> [Available records]
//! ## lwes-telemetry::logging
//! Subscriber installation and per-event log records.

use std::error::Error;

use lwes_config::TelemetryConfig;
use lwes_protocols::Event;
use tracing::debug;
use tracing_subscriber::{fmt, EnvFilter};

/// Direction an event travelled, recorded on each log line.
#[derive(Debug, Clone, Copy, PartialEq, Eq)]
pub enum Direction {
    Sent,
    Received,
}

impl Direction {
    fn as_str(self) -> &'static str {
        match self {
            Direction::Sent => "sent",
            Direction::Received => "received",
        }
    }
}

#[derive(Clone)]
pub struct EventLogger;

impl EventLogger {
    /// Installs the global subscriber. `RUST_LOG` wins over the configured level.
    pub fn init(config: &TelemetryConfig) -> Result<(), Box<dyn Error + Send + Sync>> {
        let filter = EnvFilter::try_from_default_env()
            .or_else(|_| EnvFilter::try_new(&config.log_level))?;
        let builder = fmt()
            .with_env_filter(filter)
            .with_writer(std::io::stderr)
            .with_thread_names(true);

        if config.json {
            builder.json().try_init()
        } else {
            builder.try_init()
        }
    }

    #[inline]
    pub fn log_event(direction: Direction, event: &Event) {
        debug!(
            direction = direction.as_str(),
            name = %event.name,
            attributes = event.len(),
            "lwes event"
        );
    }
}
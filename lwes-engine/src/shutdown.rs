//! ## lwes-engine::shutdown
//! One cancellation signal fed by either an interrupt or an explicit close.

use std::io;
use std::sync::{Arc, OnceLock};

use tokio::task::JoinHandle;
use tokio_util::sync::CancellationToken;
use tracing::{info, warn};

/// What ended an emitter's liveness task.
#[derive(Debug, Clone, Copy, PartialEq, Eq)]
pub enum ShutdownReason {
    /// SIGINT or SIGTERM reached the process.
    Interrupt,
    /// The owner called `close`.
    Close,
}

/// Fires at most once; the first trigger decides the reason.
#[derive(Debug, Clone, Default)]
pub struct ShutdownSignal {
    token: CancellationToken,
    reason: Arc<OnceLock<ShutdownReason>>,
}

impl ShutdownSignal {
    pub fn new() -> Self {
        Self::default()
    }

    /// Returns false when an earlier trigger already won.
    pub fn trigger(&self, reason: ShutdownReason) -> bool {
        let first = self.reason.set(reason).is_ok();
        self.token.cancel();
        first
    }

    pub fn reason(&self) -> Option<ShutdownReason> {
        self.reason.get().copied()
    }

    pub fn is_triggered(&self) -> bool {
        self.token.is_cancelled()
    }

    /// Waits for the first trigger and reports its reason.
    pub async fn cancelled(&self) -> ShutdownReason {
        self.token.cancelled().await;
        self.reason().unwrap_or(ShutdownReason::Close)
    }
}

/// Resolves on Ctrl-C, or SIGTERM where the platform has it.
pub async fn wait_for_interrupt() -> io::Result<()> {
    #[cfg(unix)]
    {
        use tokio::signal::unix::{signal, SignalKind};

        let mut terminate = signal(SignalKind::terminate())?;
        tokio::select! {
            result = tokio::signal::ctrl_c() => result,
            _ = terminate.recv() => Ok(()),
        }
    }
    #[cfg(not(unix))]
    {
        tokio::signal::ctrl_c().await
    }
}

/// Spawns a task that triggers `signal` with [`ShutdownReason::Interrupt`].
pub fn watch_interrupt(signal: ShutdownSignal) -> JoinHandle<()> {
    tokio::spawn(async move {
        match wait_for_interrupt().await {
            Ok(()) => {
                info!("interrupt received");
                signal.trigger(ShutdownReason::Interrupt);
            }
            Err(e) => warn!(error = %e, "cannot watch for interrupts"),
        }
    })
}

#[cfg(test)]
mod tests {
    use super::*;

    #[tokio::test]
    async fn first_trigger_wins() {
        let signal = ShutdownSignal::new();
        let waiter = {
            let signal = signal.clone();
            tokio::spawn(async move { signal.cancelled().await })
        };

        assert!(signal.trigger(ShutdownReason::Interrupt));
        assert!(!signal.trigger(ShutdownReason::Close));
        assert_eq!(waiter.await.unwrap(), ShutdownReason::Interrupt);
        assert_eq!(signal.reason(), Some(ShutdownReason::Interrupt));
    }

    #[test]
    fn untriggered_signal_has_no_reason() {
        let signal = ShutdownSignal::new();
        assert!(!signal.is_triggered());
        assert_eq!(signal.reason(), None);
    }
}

> [Aim of the task]
The expected output is a verbatim retyping of each line from the one with "use super::*;" to the end of the listing above, with both end lines kept and nothing added.

> [Exercise output]
    use super::*;

    #[tokio::test]
    async fn first_trigger_wins() {
        let signal = ShutdownSignal::new();
        let waiter = {
            let signal = signal.clone();
            tokio::spawn(async move { signal.cancelled().await })
        };

        assert!(signal.trigger(ShutdownReason::Interrupt));
        assert!(!signal.trigger(ShutdownReason::Close));
        assert_eq!(waiter.await.unwrap(), ShutdownReason::Interrupt);
        assert_eq!(signal.reason(), Some(ShutdownReason::Interrupt));
    }

    #[test]
    fn untriggered_signal_has_no_reason() {
        let signal = ShutdownSignal::new();
        assert!(!signal.is_triggered());
        assert_eq!(signal.reason(), None);
    }
}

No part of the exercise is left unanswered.